All that should come back is the lines of the data below from the one containing "are plain inserts/deletes." to the one containing "data, created_at, updated_at", inclusive, exactly as they stand.
(ENTRIES SUPPLIED)
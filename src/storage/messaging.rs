//! Forwarding stored objects to the WhatsApp Graph media endpoint.

use serde::{Deserialize, Serialize};

use super::{bridge, StorageError};
use crate::config;

/// Handle returned by the messaging service for an uploaded media object.
#[derive(Debug, Clone, Serialize, Deserialize)]
pub struct MediaDescriptor {
    pub id: String,
    pub mime_type: String,
}

#[derive(Debug, Deserialize)]
struct UploadResponse {
    id: String,
}

/// Fetch the object for `key` from storage and upload it as media to the
/// messaging service. Returns the service's media handle.
pub async fn upload_media(key: &str) -> Result<MediaDescriptor, StorageError> {
    let cfg = &config::config().messaging;
    if cfg.access_token.is_empty() || cfg.phone_number_id.is_empty() {
        return Err(StorageError::Upload(
            "messaging credentials not configured".to_string(),
        ));
    }

    let bytes = bridge().fetch_object(key).await?;

    let mime = mime_for_key(key);
    let file_name = key.rsplit('/').next().unwrap_or(key).to_string();

    let part = reqwest::multipart::Part::bytes(bytes)
        .file_name(file_name)
        .mime_str(mime)
        .map_err(|e| StorageError::Upload(e.to_string()))?;
    let form = reqwest::multipart::Form::new()
        .text("messaging_product", "whatsapp")
        .text("type", mime)
        .part("file", part);

    let url = format!(
        "{}/{}/media",
        cfg.api_base.trim_end_matches('/'),
        cfg.phone_number_id
    );

    let response = bridge()
        .http()
        .post(url)
        .bearer_auth(&cfg.access_token)
        .multipart(form)
        .send()
        .await
        .map_err(|e| StorageError::Upload(e.to_string()))?;

    let status = response.status();
    if !status.is_success() {
        let body = response.text().await.unwrap_or_default();
        return Err(StorageError::UploadStatus(status.as_u16(), body));
    }

    let uploaded: UploadResponse = response
        .json()
        .await
        .map_err(|e| StorageError::Upload(e.to_string()))?;

    Ok(MediaDescriptor {
        id: uploaded.id,
        mime_type: mime.to_string(),
    })
}

/// Best-effort MIME type from the stored key's extension. The messaging
/// service rejects uploads without a type, so unknown extensions fall back
/// to a generic binary type.
fn mime_for_key(key: &str) -> &'static str {
    let extension = key.rsplit('.').next().unwrap_or_default().to_lowercase();
    match extension.as_str() {
        "pdf" => "application/pdf",
        "jpg" | "jpeg" => "image/jpeg",
        "png" => "image/png",
        "webp" => "image/webp",
        "mp4" => "video/mp4",
        "3gp" => "video/3gpp",
        "mp3" => "audio/mpeg",
        "ogg" => "audio/ogg",
        "txt" => "text/plain",
        _ => "application/octet-stream",
    }
}
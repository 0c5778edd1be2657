//! Query layer for the resource hierarchy. All reads are parent-key filters
//! with column-level projection; writes are plain inserts/deletes.

use uuid::Uuid;

use super::manager::{pool, DatabaseError};
use super::models::{
    DataEntrySummary, ItemSummary, LinkRow, NewDataEntry, NewItem, NewResource, NewSubData,
    ResourceSummary, SubDataSummary,
};

pub async fn distinct_languages() -> Result<Vec<String>, DatabaseError> {
    let rows: Vec<(String,)> =
        sqlx::query_as("SELECT DISTINCT lan FROM resources ORDER BY lan")
            .fetch_all(pool()?)
            .await?;
    Ok(rows.into_iter().map(|(lan,)| lan).collect())
}

pub async fn resources_by_language(lan: &str) -> Result<Vec<ResourceSummary>, DatabaseError> {
    let resources = sqlx::query_as(
        "SELECT id, lan, subject, name, created_at, updated_at
         FROM resources WHERE lan = $1 ORDER BY name",
    )
    .bind(lan)
    .fetch_all(pool()?)
    .await?;
    Ok(resources)
}

pub async fn entries_for_resource(resource_id: Uuid) -> Result<Vec<DataEntrySummary>, DatabaseError> {
    let entries = sqlx::query_as(
        "SELECT id, name, created_at, updated_at
         FROM resource_data_entries WHERE resource_id = $1 ORDER BY name",
    )
    .bind(resource_id)
    .fetch_all(pool()?)
    .await?;
    Ok(entries)
}

pub async fn sub_data_for_entry(entry_id: Uuid) -> Result<Vec<SubDataSummary>, DatabaseError> {
    let sub_data = sqlx::query_as(
        "SELECT id, name, created_at, updated_at
         FROM sub_data WHERE resource_data_entry_id = $1 ORDER BY name",
    )
    .bind(entry_id)
    .fetch_all(pool()?)
    .await?;
    Ok(sub_data)
}

pub async fn items_for_sub_data(sub_data_id: Uuid) -> Result<Vec<ItemSummary>, DatabaseError> {
    let items = sqlx::query_as(
        "SELECT id, name, data, created_at, updated_at
         FROM resource_items WHERE sub_data_id = $1 ORDER BY name",
    )
    .bind(sub_data_id)
    .fetch_all(pool()?)
    .await?;
    Ok(items)
}

pub async fn item_link(id: Uuid) -> Result<Option<LinkRow>, DatabaseError> {
    let row = sqlx::query_as("SELECT name, link FROM resource_items WHERE id = $1")
        .bind(id)
        .fetch_optional(pool()?)
        .await?;
    Ok(row)
}

pub async fn sub_data_link(id: Uuid) -> Result<Option<LinkRow>, DatabaseError> {
    let row = sqlx::query_as("SELECT name, link FROM sub_data WHERE id = $1")
        .bind(id)
        .fetch_optional(pool()?)
        .await?;
    Ok(row)
}

pub async fn insert_resource(new: &NewResource) -> Result<Uuid, DatabaseError> {
    let (id,): (Uuid,) = sqlx::query_as(
        "INSERT INTO resources (lan, subject, name, data) VALUES ($1, $2, $3, $4) RETURNING id",
    )
    .bind(&new.lan)
    .bind(&new.subject)
    .bind(&new.name)
    .bind(&new.data)
    .fetch_one(pool()?)
    .await?;
    Ok(id)
}

pub async fn insert_data_entry(new: &NewDataEntry) -> Result<Uuid, DatabaseError> {
    let (id,): (Uuid,) = sqlx::query_as(
        "INSERT INTO resource_data_entries (resource_id, name, data)
         VALUES ($1, $2, $3) RETURNING id",
    )
    .bind(new.resource_id)
    .bind(&new.name)
    .bind(&new.data)
    .fetch_one(pool()?)
    .await?;
    Ok(id)
}

pub async fn insert_sub_data(new: &NewSubData) -> Result<Uuid, DatabaseError> {
    let (id,): (Uuid,) = sqlx::query_as(
        "INSERT INTO sub_data (resource_data_entry_id, name, link, data)
         VALUES ($1, $2, $3, $4) RETURNING id",
    )
    .bind(new.resource_data_entry_id)
    .bind(&new.name)
    .bind(&new.link)
    .bind(&new.data)
    .fetch_one(pool()?)
    .await?;
    Ok(id)
}

pub async fn insert_item(new: &NewItem) -> Result<Uuid, DatabaseError> {
    let (id,): (Uuid,) = sqlx::query_as(
        "INSERT INTO resource_items (sub_data_id, name, link, data)
         VALUES ($1, $2, $3, $4) RETURNING id",
    )
    .bind(new.sub_data_id)
    .bind(&new.name)
    .bind(&new.link)
    .bind(&new.data)
    .fetch_one(pool()?)
    .await?;
    Ok(id)
}

pub async fn delete_resource(id: Uuid) -> Result<bool, DatabaseError> {
    delete_by_id("resources", id).await
}

pub async fn delete_data_entry(id: Uuid) -> Result<bool, DatabaseError> {
    delete_by_id("resource_data_entries", id).await
}

pub async fn delete_sub_data(id: Uuid) -> Result<bool, DatabaseError> {
    delete_by_id("sub_data", id).await
}

pub async fn delete_item(id: Uuid) -> Result<bool, DatabaseError> {
    delete_by_id("resource_items", id).await
}

async fn delete_by_id(table: &str, id: Uuid) -> Result<bool, DatabaseError> {
    // Table names come from the fixed call sites above, never from input.
    let sql = format!("DELETE FROM {} WHERE id = $1", table);
    let result = sqlx::query(&sql).bind(id).execute(pool()?).await?;
    Ok(result.rows_affected() > 0)
}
(End ENTRIES SUPPLIED)
- [TASK RESPONSE]
//! with column-level projection; writes are plain inserts/deletes.

use uuid::Uuid;

use super::manager::{pool, DatabaseError};
use super::models::{
    DataEntrySummary, ItemSummary, LinkRow, NewDataEntry, NewItem, NewResource, NewSubData,
    ResourceSummary, SubDataSummary,
};

pub async fn distinct_languages() -> Result<Vec<String>, DatabaseError> {
    let rows: Vec<(String,)> =
        sqlx::query_as("SELECT DISTINCT lan FROM resources ORDER BY lan")
            .fetch_all(pool()?)
            .await?;
    Ok(rows.into_iter().map(|(lan,)| lan).collect())
}

pub async fn resources_by_language(lan: &str) -> Result<Vec<ResourceSummary>, DatabaseError> {
    let resources = sqlx::query_as(
        "SELECT id, lan, subject, name, created_at, updated_at
         FROM resources WHERE lan = $1 ORDER BY name",
    )
    .bind(lan)
    .fetch_all(pool()?)
    .await?;
    Ok(resources)
}

pub async fn entries_for_resource(resource_id: Uuid) -> Result<Vec<DataEntrySummary>, DatabaseError> {
    let entries = sqlx::query_as(
        "SELECT id, name, created_at, updated_at
         FROM resource_data_entries WHERE resource_id = $1 ORDER BY name",
    )
    .bind(resource_id)
    .fetch_all(pool()?)
    .await?;
    Ok(entries)
}

pub async fn sub_data_for_entry(entry_id: Uuid) -> Result<Vec<SubDataSummary>, DatabaseError> {
    let sub_data = sqlx::query_as(
        "SELECT id, name, created_at, updated_at
         FROM sub_data WHERE resource_data_entry_id = $1 ORDER BY name",
    )
    .bind(entry_id)
    .fetch_all(pool()?)
    .await?;
    Ok(sub_data)
}

pub async fn items_for_sub_data(sub_data_id: Uuid) -> Result<Vec<ItemSummary>, DatabaseError> {
    let items = sqlx::query_as(
        "SELECT id, name, data, created_at, updated_at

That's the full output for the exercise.